Librairie ancienne Édouard Champion (p. 65-66).

JUGEMENTS



17 décembre 1914.


Laissons au-dessus de la guerre, je vous en prie, quelques noms allemands. Goethe ou Beethoven appartiennent à tous les peuples par ce qu’ils ont mis d’humain dans tous les peuples. Ils n’ont ni bombardé Reims, ni signé le manifeste des intellectuels d’outre-Rhin. La guerre n’a pas changé la valeur de leur âme. J’en dirais autant de Schopenhauer et de Nietzsche dans l’ordre philosophique. Ils n’ont pas pensé en allemand, ils ont pensé en humain. C’est à coup sûr un sot que celui qui écrivait l’autre jour « le hideux Schopenhauer ». C’est aussi un ignorant, car il devrait savoir que les crocs de son pessimisme n’ont pas épargné ses compatriotes, moins encore que les autres peuples. « En prévision de ma mort, dit-il dans ses Memorabilia, je fais cette confession que je méprise la nation allemande à cause de sa bêtise infinie et que je rougis de lui appartenir ». Je crois vraiment, que s’il était notre contemporain, il ne réviserait pas son jugement, encore qu’on puisse n’y voir qu’une rude boutade et peut-être une imitation de la manière de Voltaire.

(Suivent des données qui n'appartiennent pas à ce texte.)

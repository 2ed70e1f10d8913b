//! CPU raster backend context

use std::any::Any;

use image::{Rgba, RgbaImage};
use lamina_core::Color;
use lamina_platform::{DisplayParams, PlatformError, Result, Surface, WindowContext};

use crate::surface::{Pixel, RasterSurface};

/// Software backend context with a backbuffer and a presented front buffer
///
/// Frames are drawn into the backbuffer and copied to the front buffer on
/// [`WindowContext::swap_buffers`]. Hosts read presented frames through
/// [`RasterWindowContext::front_buffer`] or [`RasterWindowContext::front_bytes`].
#[derive(Debug)]
pub struct RasterWindowContext {
    params: DisplayParams,
    backbuffer: RasterSurface,
    front: Vec<Pixel>,
    frames_presented: u64,
    lost: bool,
}

impl RasterWindowContext {
    /// Create a context sized and formatted from `params`
    pub fn new(params: &DisplayParams) -> Result<Self> {
        if params.width == 0 || params.height == 0 {
            return Err(PlatformError::ContextCreation(format!(
                "raster surface needs a non-empty size, got {}x{}",
                params.width, params.height
            )));
        }

        let settings = params.color_settings();
        tracing::debug!(
            width = params.width,
            height = params.height,
            color_type = ?settings.color_type,
            "creating raster context"
        );

        Ok(Self {
            params: params.clone(),
            backbuffer: RasterSurface::new(params.width, params.height, settings.color_type),
            front: vec![[0.0; 4]; params.width as usize * params.height as usize],
            frames_presented: 0,
            lost: false,
        })
    }

    /// Simulate losing (or regaining) the backend surface
    pub fn mark_lost(&mut self, lost: bool) {
        self.lost = lost;
    }

    pub fn is_lost(&self) -> bool {
        self.lost
    }

    /// Number of frames presented
    pub fn frames_presented(&self) -> u64 {
        self.frames_presented
    }

    /// Number of backbuffer flushes
    pub fn flush_count(&self) -> u64 {
        self.backbuffer.flush_count()
    }

    /// Backbuffer, for inspection between frames
    pub fn backbuffer(&self) -> &RasterSurface {
        &self.backbuffer
    }

    /// Color of the last presented frame at (x, y)
    pub fn pixel(&self, x: u32, y: u32) -> Option<Color> {
        if x >= self.params.width || y >= self.params.height {
            return None;
        }
        let [r, g, b, a] = self.front[(y * self.params.width + x) as usize];
        Some(Color::rgba(r, g, b, a))
    }

    /// Last presented frame as 8-bit RGBA
    pub fn front_buffer(&self) -> RgbaImage {
        let width = self.params.width;
        RgbaImage::from_fn(width, self.params.height, |x, y| {
            let [r, g, b, a] = self.front[(y * width + x) as usize];
            Rgba(Color::rgba(r, g, b, a).to_rgba8())
        })
    }

    /// Last presented frame as raw f32 RGBA bytes, for texture upload
    pub fn front_bytes(&self) -> &[u8] {
        bytemuck::cast_slice(&self.front)
    }

    fn reallocate(&mut self) {
        let settings = self.params.color_settings();
        self.backbuffer =
            RasterSurface::new(self.params.width, self.params.height, settings.color_type);
        self.front = vec![[0.0; 4]; self.params.width as usize * self.params.height as usize];
    }
}

impl WindowContext for RasterWindowContext {
    fn backbuffer_surface(&mut self) -> Option<&mut dyn Surface> {
        if self.lost {
            return None;
        }
        self.backbuffer.begin_frame();
        Some(&mut self.backbuffer)
    }

    fn swap_buffers(&mut self) {
        self.front.copy_from_slice(self.backbuffer.pixels());
        self.frames_presented += 1;
        tracing::trace!(frame = self.frames_presented, "raster frame presented");
    }

    fn resize(&mut self, width: i32, height: i32) {
        if width <= 0 || height <= 0 {
            tracing::debug!(width, height, "ignoring resize to empty raster surface");
            return;
        }
        self.params.width = width as u32;
        self.params.height = height as u32;
        self.reallocate();
    }

    fn set_display_params(&mut self, params: &DisplayParams) {
        let mut params = params.clone();
        if params.width == 0 || params.height == 0 {
            tracing::debug!("keeping current raster size for empty display params");
            params.width = self.params.width;
            params.height = self.params.height;
        }

        let needs_realloc = params.width != self.params.width
            || params.height != self.params.height
            || params.color_settings() != self.params.color_settings();

        self.params = params;
        if needs_realloc {
            self.reallocate();
        }
    }

    fn display_params(&self) -> &DisplayParams {
        &self.params
    }

    fn width(&self) -> i32 {
        self.backbuffer.width() as i32
    }

    fn height(&self) -> i32 {
        self.backbuffer.height() as i32
    }

    fn sample_count(&self) -> i32 {
        self.params.msaa_sample_count as i32
    }

    fn stencil_bits(&self) -> i32 {
        self.params.stencil_bits as i32
    }

    fn as_any(&self) -> &dyn Any {
        self
    }

    fn as_any_mut(&mut self) -> &mut dyn Any {
        self
    }
}

#[cfg(test)]
mod tests {
    use super::*;
    use lamina_core::Canvas;
    use lamina_platform::{ColorSpace, ColorType};

    fn small_params() -> DisplayParams {
        DisplayParams::default().size(8, 4)
    }

    #[test]
    fn test_empty_size_is_rejected() {
        let err = RasterWindowContext::new(&DisplayParams::default().size(0, 10)).unwrap_err();
        assert!(matches!(err, PlatformError::ContextCreation(_)));
    }

    #[test]
    fn test_color_space_selects_format() {
        let srgb = RasterWindowContext::new(&small_params()).unwrap();
        assert_eq!(srgb.backbuffer().color_type(), ColorType::Rgba8888);

        let p3 = RasterWindowContext::new(&small_params().color_space(ColorSpace::DisplayP3))
            .unwrap();
        assert_eq!(p3.backbuffer().color_type(), ColorType::RgbaF16);
    }

    #[test]
    fn test_reports_requested_capabilities() {
        let context =
            RasterWindowContext::new(&small_params().msaa(4).stencil_bits(0)).unwrap();
        assert_eq!(context.width(), 8);
        assert_eq!(context.height(), 4);
        assert_eq!(context.sample_count(), 4);
        assert_eq!(context.stencil_bits(), 0);
        assert!(context.gpu_context().is_none());
    }

    #[test]
    fn test_swap_presents_backbuffer() {
        let mut context = RasterWindowContext::new(&small_params()).unwrap();
        {
            let surface = context.backbuffer_surface().unwrap();
            surface.canvas().clear(Color::RED);
            surface.flush();
        }
        assert_eq!(context.pixel(0, 0), Some(Color::TRANSPARENT));

        context.swap_buffers();
        assert_eq!(context.pixel(7, 3), Some(Color::RED));
        assert_eq!(context.frames_presented(), 1);
        assert_eq!(context.flush_count(), 1);

        let image = context.front_buffer();
        assert_eq!(image.dimensions(), (8, 4));
        assert_eq!(image.get_pixel(0, 0), &Rgba([255, 0, 0, 255]));
        assert_eq!(context.front_bytes().len(), 8 * 4 * 16);
    }

    #[test]
    fn test_lost_context_has_no_surface() {
        let mut context = RasterWindowContext::new(&small_params()).unwrap();
        context.mark_lost(true);
        assert!(context.backbuffer_surface().is_none());

        context.mark_lost(false);
        assert!(context.backbuffer_surface().is_some());
    }

    #[test]
    fn test_resize_reallocates() {
        let mut context = RasterWindowContext::new(&small_params()).unwrap();
        context.resize(16, 16);
        assert_eq!((context.width(), context.height()), (16, 16));
        assert_eq!(context.display_params().width, 16);
        assert_eq!(context.pixel(15, 15), Some(Color::TRANSPARENT));

        context.resize(0, 16);
        assert_eq!((context.width(), context.height()), (16, 16));
    }

    #[test]
    fn test_set_display_params_switches_format() {
        let mut context = RasterWindowContext::new(&small_params()).unwrap();
        context.set_display_params(&small_params().color_space(ColorSpace::LinearSrgb));
        assert_eq!(context.backbuffer().color_type(), ColorType::RgbaF16);
        assert_eq!((context.width(), context.height()), (8, 4));
    }
}
//! Lamina Window
//!
//! A thin presentation shell around a rendering backend. A [`Window`] owns at
//! most one backend context and a stack of [`Layer`]s, fans host events out
//! to the stack, and orchestrates painting.
//!
//! # Example
//!
//! ```rust
//! use std::cell::RefCell;
//! use std::rc::Rc;
//!
//! use lamina_core::{Canvas, Color};
//! use lamina_window::{Layer, Window};
//!
//! struct Background;
//!
//! impl Layer for Background {
//!     fn on_paint(&mut self, canvas: &mut dyn Canvas) {
//!         canvas.clear(Color::BLACK);
//!     }
//! }
//!
//! let background = Rc::new(RefCell::new(Background));
//! let mut window = Window::new();
//! window.add_layer(&background);
//!
//! // No backend yet: paint services the request without drawing
//! window.inval();
//! window.on_paint();
//! assert!(!window.is_invalidated());
//! assert_eq!(window.width(), 0);
//! ```

mod layer;
mod window;

pub use layer::Layer;
pub use window::Window;

/// Prelude module for convenient imports
pub mod prelude {
    pub use crate::layer::Layer;
    pub use crate::window::Window;
    pub use lamina_core::{Canvas, Color, Rect};
    pub use lamina_platform::prelude::*;
}
//! Task broker using Redis Streams.
//!
//! Jobs travel as JSON in the `job` field of a stream entry read through a
//! consumer group. Task records live next to the stream as JSON strings
//! under `{prefix}:task:{id}` and expire after the configured result TTL.

use std::time::Duration;

use async_trait::async_trait;
use redis::aio::MultiplexedConnection;
use redis::streams::{StreamClaimReply, StreamId, StreamPendingCountReply, StreamReadReply};
use redis::AsyncCommands;
use tracing::{debug, info, warn};
use vtask_models::{TaskId, TaskRecord};

use crate::broker::{apply_outcome, Delivery, TaskBroker, TaskConsumer, TaskOutcome};
use crate::error::{QueueError, QueueResult};
use crate::job::QueueJob;

/// Queue configuration.
#[derive(Debug, Clone)]
pub struct QueueConfig {
    /// Redis URL
    pub redis_url: String,
    /// Stream name for jobs
    pub stream_name: String,
    /// Consumer group name
    pub consumer_group: String,
    /// Prefix of task record keys
    pub key_prefix: String,
    /// How long task records survive after their last update
    pub result_ttl: Duration,
}

impl Default for QueueConfig {
    fn default() -> Self {
        Self {
            redis_url: "redis://localhost:6379".to_string(),
            stream_name: "vtask:jobs".to_string(),
            consumer_group: "vtask:workers".to_string(),
            key_prefix: "vtask".to_string(),
            result_ttl: Duration::from_secs(86400),
        }
    }
}

impl QueueConfig {
    /// Create config from environment variables.
    pub fn from_env() -> Self {
        let defaults = Self::default();
        Self {
            redis_url: std::env::var("REDIS_URL").unwrap_or(defaults.redis_url),
            stream_name: std::env::var("QUEUE_STREAM").unwrap_or(defaults.stream_name),
            consumer_group: std::env::var("QUEUE_CONSUMER_GROUP").unwrap_or(defaults.consumer_group),
            key_prefix: defaults.key_prefix,
            result_ttl: std::env::var("TASK_RESULT_TTL_SECS")
                .ok()
                .and_then(|s| s.parse().ok())
                .filter(|secs: &u64| *secs > 0)
                .map(Duration::from_secs)
                .unwrap_or(defaults.result_ttl),
        }
    }
}

/// Redis Streams broker.
pub struct RedisBroker {
    client: redis::Client,
    config: QueueConfig,
}

impl RedisBroker {
    pub fn new(config: QueueConfig) -> QueueResult<Self> {
        let client = redis::Client::open(config.redis_url.as_str())?;
        Ok(Self { client, config })
    }

    /// Create from environment variables.
    pub fn from_env() -> QueueResult<Self> {
        Self::new(QueueConfig::from_env())
    }

    pub fn config(&self) -> &QueueConfig {
        &self.config
    }

    async fn connection(&self) -> QueueResult<MultiplexedConnection> {
        self.client
            .get_multiplexed_async_connection()
            .await
            .map_err(|e| QueueError::connection_failed(e.to_string()))
    }

    fn task_key(&self, task_id: &TaskId) -> String {
        format!("{}:task:{}", self.config.key_prefix, task_id)
    }

    /// Create the consumer group if it does not exist yet.
    pub async fn init(&self) -> QueueResult<()> {
        let mut conn = self.connection().await?;

        let result: Result<(), redis::RedisError> = redis::cmd("XGROUP")
            .arg("CREATE")
            .arg(&self.config.stream_name)
            .arg(&self.config.consumer_group)
            .arg("0")
            .arg("MKSTREAM")
            .query_async(&mut conn)
            .await;

        match result {
            Ok(_) => info!("Created consumer group: {}", self.config.consumer_group),
            Err(e) if e.to_string().contains("BUSYGROUP") => {
                debug!("Consumer group already exists: {}", self.config.consumer_group);
            }
            Err(e) => return Err(QueueError::Redis(e)),
        }

        Ok(())
    }

    /// Number of entries still on the stream.
    pub async fn len(&self) -> QueueResult<u64> {
        let mut conn = self.connection().await?;
        let len: u64 = conn.xlen(&self.config.stream_name).await?;
        Ok(len)
    }

    async fn load_record(&self, conn: &mut MultiplexedConnection, task_id: &TaskId) -> QueueResult<Option<TaskRecord>> {
        let raw: Option<String> = conn.get(self.task_key(task_id)).await?;
        match raw {
            Some(json) => Ok(Some(serde_json::from_str(&json)?)),
            None => Ok(None),
        }
    }

    async fn store_record(&self, conn: &mut MultiplexedConnection, record: &TaskRecord) -> QueueResult<()> {
        let payload = serde_json::to_string(record)?;
        conn.set_ex::<_, _, ()>(self.task_key(&record.task_id), payload, self.config.result_ttl.as_secs())
            .await?;
        Ok(())
    }

    async fn ack(&self, conn: &mut MultiplexedConnection, message_id: &str) -> QueueResult<()> {
        redis::cmd("XACK")
            .arg(&self.config.stream_name)
            .arg(&self.config.consumer_group)
            .arg(message_id)
            .query_async::<()>(conn)
            .await?;

        redis::cmd("XDEL")
            .arg(&self.config.stream_name)
            .arg(message_id)
            .query_async::<()>(conn)
            .await?;

        debug!("Acknowledged delivery: {}", message_id);
        Ok(())
    }

    /// Turn stream entries into deliveries.
    ///
    /// Entries whose payload does not parse are acknowledged so they are not
    /// redelivered forever; if they name a task, that task is failed.
    async fn parse_entries(&self, conn: &mut MultiplexedConnection, entries: Vec<StreamId>) -> QueueResult<Vec<Delivery>> {
        let mut deliveries = Vec::with_capacity(entries.len());

        for entry in entries {
            let message_id = entry.id.clone();
            let payload = match entry.map.get("job") {
                Some(redis::Value::BulkString(bytes)) => String::from_utf8_lossy(bytes).into_owned(),
                _ => {
                    warn!("Stream entry {} has no job payload", message_id);
                    self.ack(conn, &message_id).await.ok();
                    continue;
                }
            };

            match serde_json::from_str::<QueueJob>(&payload) {
                Ok(job) => deliveries.push(Delivery {
                    delivery_id: message_id,
                    job,
                }),
                Err(e) => {
                    warn!("Failed to parse job payload {}: {}", message_id, e);
                    if let Some(redis::Value::BulkString(id)) = entry.map.get("task_id") {
                        let task_id = TaskId::from_string(String::from_utf8_lossy(id));
                        let mut record = self
                            .load_record(conn, &task_id)
                            .await
                            .ok()
                            .flatten()
                            .unwrap_or_else(|| TaskRecord::unknown(task_id));
                        record.fail(format!("Malformed job payload: {}", e));
                        self.store_record(conn, &record).await.ok();
                    }
                    self.ack(conn, &message_id).await.ok();
                }
            }
        }

        Ok(deliveries)
    }
}

/// Pending entry ids held by consumers other than `consumer`.
fn claimable_ids(pending: &StreamPendingCountReply, consumer: &str) -> Vec<String> {
    pending
        .ids
        .iter()
        .filter(|entry| entry.consumer != consumer)
        .map(|entry| entry.id.clone())
        .collect()
}

#[async_trait]
impl TaskBroker for RedisBroker {
    async fn submit(&self, job: QueueJob) -> QueueResult<TaskId> {
        let mut conn = self.connection().await?;

        let task_id = job.task_id().clone();
        let payload = serde_json::to_string(&job)?;

        // Record first so a fast worker never observes a missing record
        self.store_record(&mut conn, &TaskRecord::pending(task_id.clone(), job.kind()))
            .await?;

        let message_id: String = redis::cmd("XADD")
            .arg(&self.config.stream_name)
            .arg("*")
            .arg("job")
            .arg(&payload)
            .arg("task_id")
            .arg(task_id.as_str())
            .query_async(&mut conn)
            .await
            .map_err(|e| QueueError::enqueue_failed(e.to_string()))?;

        info!(task_id = %task_id, kind = %job.kind(), "Enqueued job with message ID {}", message_id);
        Ok(task_id)
    }

    async fn poll(&self, task_id: &TaskId) -> QueueResult<TaskRecord> {
        let mut conn = self.connection().await?;
        Ok(self
            .load_record(&mut conn, task_id)
            .await?
            .unwrap_or_else(|| TaskRecord::unknown(task_id.clone())))
    }
}

#[async_trait]
impl TaskConsumer for RedisBroker {
    async fn fetch(&self, consumer: &str, max: usize, block: Duration) -> QueueResult<Vec<Delivery>> {
        let mut conn = self.connection().await?;

        let reply: Option<StreamReadReply> = redis::cmd("XREADGROUP")
            .arg("GROUP")
            .arg(&self.config.consumer_group)
            .arg(consumer)
            .arg("COUNT")
            .arg(max.max(1))
            .arg("BLOCK")
            .arg(block.as_millis() as u64)
            .arg("STREAMS")
            .arg(&self.config.stream_name)
            .arg(">")
            .query_async(&mut conn)
            .await
            .map_err(|e| QueueError::dequeue_failed(e.to_string()))?;

        let entries: Vec<StreamId> = reply
            .map(|r| r.keys.into_iter().flat_map(|k| k.ids).collect())
            .unwrap_or_default();
        self.parse_entries(&mut conn, entries).await
    }

    async fn reclaim(&self, consumer: &str, min_idle: Duration, max: usize) -> QueueResult<Vec<Delivery>> {
        let mut conn = self.connection().await?;
        let min_idle_ms = min_idle.as_millis() as u64;

        let pending: StreamPendingCountReply = redis::cmd("XPENDING")
            .arg(&self.config.stream_name)
            .arg(&self.config.consumer_group)
            .arg("IDLE")
            .arg(min_idle_ms)
            .arg("-")
            .arg("+")
            .arg(max.max(1))
            .query_async(&mut conn)
            .await?;

        let stale = claimable_ids(&pending, consumer);
        if stale.is_empty() {
            return Ok(Vec::new());
        }

        let mut cmd = redis::cmd("XCLAIM");
        cmd.arg(&self.config.stream_name)
            .arg(&self.config.consumer_group)
            .arg(consumer)
            .arg(min_idle_ms);
        for id in &stale {
            cmd.arg(id);
        }
        let claimed: StreamClaimReply = cmd.query_async(&mut conn).await?;

        let deliveries = self.parse_entries(&mut conn, claimed.ids).await?;
        for delivery in &deliveries {
            info!(task_id = %delivery.job.task_id(), "Reclaimed idle delivery {}", delivery.delivery_id);
        }
        Ok(deliveries)
    }

    async fn heartbeat(&self, consumer: &str, delivery: &Delivery) -> QueueResult<()> {
        let mut conn = self.connection().await?;

        // Claiming an entry we already own with min-idle 0 resets its idle time.
        let ids: Vec<String> = redis::cmd("XCLAIM")
            .arg(&self.config.stream_name)
            .arg(&self.config.consumer_group)
            .arg(consumer)
            .arg(0)
            .arg(&delivery.delivery_id)
            .arg("JUSTID")
            .query_async(&mut conn)
            .await?;

        if ids.is_empty() {
            return Err(QueueError::DeliveryNotFound(delivery.delivery_id.clone()));
        }
        Ok(())
    }

    async fn mark_started(&self, job: &QueueJob) -> QueueResult<()> {
        let mut conn = self.connection().await?;
        let mut record = self
            .load_record(&mut conn, job.task_id())
            .await?
            .unwrap_or_else(|| TaskRecord::pending(job.task_id().clone(), job.kind()));
        record.mark_started();
        self.store_record(&mut conn, &record).await
    }

    async fn finish(&self, delivery: &Delivery, outcome: TaskOutcome) -> QueueResult<()> {
        let mut conn = self.connection().await?;
        let job = &delivery.job;
        let mut record = self
            .load_record(&mut conn, job.task_id())
            .await?
            .unwrap_or_else(|| TaskRecord::pending(job.task_id().clone(), job.kind()));
        apply_outcome(&mut record, outcome);
        self.store_record(&mut conn, &record).await?;
        self.ack(&mut conn, &delivery.delivery_id).await
    }
}
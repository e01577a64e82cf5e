//! Byte-level persistence of stored files.

use std::sync::Arc;

use chrono::Utc;
use tracing::{info, warn};
use vtask_models::StoredFileId;

use crate::catalog::{FileCatalog, StoredFileRecord};
use crate::error::{StorageError, StorageResult};
use crate::store::ObjectStore;

/// Metadata supplied by a job for a file it is about to persist.
#[derive(Debug, Clone)]
pub struct NewStoredFile {
    pub owner: String,
    pub filename: String,
    pub content_type: String,
}

impl NewStoredFile {
    pub fn new(owner: impl Into<String>, filename: impl Into<String>, content_type: impl Into<String>) -> Self {
        Self {
            owner: owner.into(),
            filename: filename.into(),
            content_type: content_type.into(),
        }
    }
}

/// Loads and saves stored files: bytes in the object store, metadata in the catalog.
#[derive(Clone)]
pub struct FileBridge {
    store: Arc<dyn ObjectStore>,
    catalog: Arc<dyn FileCatalog>,
}

impl FileBridge {
    pub fn new(store: Arc<dyn ObjectStore>, catalog: Arc<dyn FileCatalog>) -> Self {
        Self { store, catalog }
    }

    /// Object key for a new file.
    pub fn object_key(owner: &str, id: &StoredFileId, filename: &str) -> String {
        let safe_name: String = filename
            .chars()
            .map(|c| if c.is_ascii_alphanumeric() || matches!(c, '.' | '-' | '_') { c } else { '_' })
            .collect();
        let safe_owner: String = owner
            .chars()
            .map(|c| if c.is_ascii_alphanumeric() || matches!(c, '-' | '_') { c } else { '_' })
            .collect();
        format!("files/{}/{}/{}", safe_owner, id, safe_name)
    }

    fn check_id(id: &StoredFileId) -> StorageResult<()> {
        if id.is_well_formed() {
            Ok(())
        } else {
            Err(StorageError::InvalidId(id.to_string()))
        }
    }

    /// Catalog record of `id`.
    pub async fn record(&self, id: &StoredFileId) -> StorageResult<StoredFileRecord> {
        Self::check_id(id)?;
        self.catalog
            .get(id)
            .await?
            .ok_or_else(|| StorageError::not_found(id.as_str()))
    }

    /// Bytes of the stored file `id`.
    pub async fn load(&self, id: &StoredFileId) -> StorageResult<Vec<u8>> {
        let record = self.record(id).await?;
        self.store.get(&record.object_key).await
    }

    /// Persist `data` under the fresh id `id`.
    ///
    /// The catalog refuses an id it already knows, so existing content is never
    /// replaced. If cataloguing fails the uploaded object is removed again.
    pub async fn save(&self, id: &StoredFileId, meta: NewStoredFile, data: Vec<u8>) -> StorageResult<()> {
        Self::check_id(id)?;
        if self.catalog.get(id).await?.is_some() {
            return Err(StorageError::Catalog(format!("stored file {} already exists", id)));
        }

        let object_key = Self::object_key(&meta.owner, id, &meta.filename);
        let size = data.len();
        self.store.put(&object_key, data, &meta.content_type).await?;

        let record = StoredFileRecord {
            id: id.clone(),
            owner: meta.owner,
            filename: meta.filename,
            object_key: object_key.clone(),
            content_type: meta.content_type,
            created_at: Utc::now(),
        };

        if let Err(e) = self.catalog.insert(&record).await {
            if let Err(cleanup) = self.store.delete(&object_key).await {
                warn!("Failed to remove orphaned object {}: {}", object_key, cleanup);
            }
            return Err(e);
        }

        info!(file_id = %id, bytes = size, "Saved stored file");
        Ok(())
    }

    /// Subtitle file associated with the video `video_id`, if any.
    pub async fn subtitle_for_video(&self, video_id: &StoredFileId) -> StorageResult<Option<StoredFileId>> {
        Self::check_id(video_id)?;
        self.catalog.subtitle_for_video(video_id).await
    }

    /// Record that `subtitle_id` belongs to `video_id`.
    pub async fn link_subtitle(&self, video_id: &StoredFileId, subtitle_id: &StoredFileId) -> StorageResult<()> {
        Self::check_id(video_id)?;
        Self::check_id(subtitle_id)?;
        self.catalog.link_subtitle(video_id, subtitle_id).await
    }
}

#[cfg(test)]
mod tests {
    use super::*;
    use crate::catalog::MemoryFileCatalog;
    use crate::store::MemoryObjectStore;

    fn bridge() -> (FileBridge, Arc<MemoryObjectStore>, Arc<MemoryFileCatalog>) {
        let store = Arc::new(MemoryObjectStore::new());
        let catalog = Arc::new(MemoryFileCatalog::new());
        (FileBridge::new(store.clone(), catalog.clone()), store, catalog)
    }

    #[tokio::test]
    async fn test_save_then_load() {
        let (bridge, store, _) = bridge();
        let id = StoredFileId::new();
        bridge
            .save(&id, NewStoredFile::new("user-1", "clip.mp4", "video/mp4"), b"bytes".to_vec())
            .await
            .unwrap();

        assert_eq!(bridge.load(&id).await.unwrap(), b"bytes");
        let record = bridge.record(&id).await.unwrap();
        assert_eq!(record.object_key, format!("files/user-1/{}/clip.mp4", id));
        assert_eq!(store.content_type(&record.object_key).as_deref(), Some("video/mp4"));
    }

    #[tokio::test]
    async fn test_existing_id_is_never_overwritten() {
        let (bridge, _, _) = bridge();
        let id = StoredFileId::new();
        let meta = NewStoredFile::new("u", "a.mp4", "video/mp4");
        bridge.save(&id, meta.clone(), b"first".to_vec()).await.unwrap();

        assert!(bridge.save(&id, meta, b"second".to_vec()).await.is_err());
        assert_eq!(bridge.load(&id).await.unwrap(), b"first");
    }

    #[tokio::test]
    async fn test_unknown_and_malformed_ids() {
        let (bridge, _, _) = bridge();
        let missing = bridge.load(&StoredFileId::from("nope")).await.unwrap_err();
        assert!(matches!(missing, StorageError::NotFound(_)));
        assert!(missing.is_validation());

        let malformed = bridge.load(&StoredFileId::from("../etc/passwd")).await.unwrap_err();
        assert!(matches!(malformed, StorageError::InvalidId(_)));
    }

    #[tokio::test]
    async fn test_subtitle_association() {
        let (bridge, _, _) = bridge();
        let video = StoredFileId::from("video-1");
        assert_eq!(bridge.subtitle_for_video(&video).await.unwrap(), None);

        bridge.link_subtitle(&video, &StoredFileId::from("subs-1")).await.unwrap();
        assert_eq!(
            bridge.subtitle_for_video(&video).await.unwrap(),
            Some(StoredFileId::from("subs-1"))
        );
    }

    #[test]
    fn test_object_key_is_sanitised() {
        let id = StoredFileId::from("abc");
        assert_eq!(FileBridge::object_key("a/b", &id, "my clip?.mp4"), "files/a_b/abc/my_clip_.mp4");
    }
}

Ces grands Allemands du passé nous appartiennent d’ailleurs presque autant qu’à l’Allemagne. Ils ont tous sucé le lait de la culture française, Goethe le premier. Schopenhauer doit beaucoup à Chamfort et à Voltaire. Nietzsche, qui haussait les épaules à l’idée seule de culture allemande, avait l’esprit plein de nos plus pénétrants écrivains. Pour moi, je ne les abandonne pas plus que je n’abandonnerais Shakespeare ou Léopardi. Je n’ai pas conscience, en les aimant, d’aimer la pensée allemande, mais bien la pensée humaine.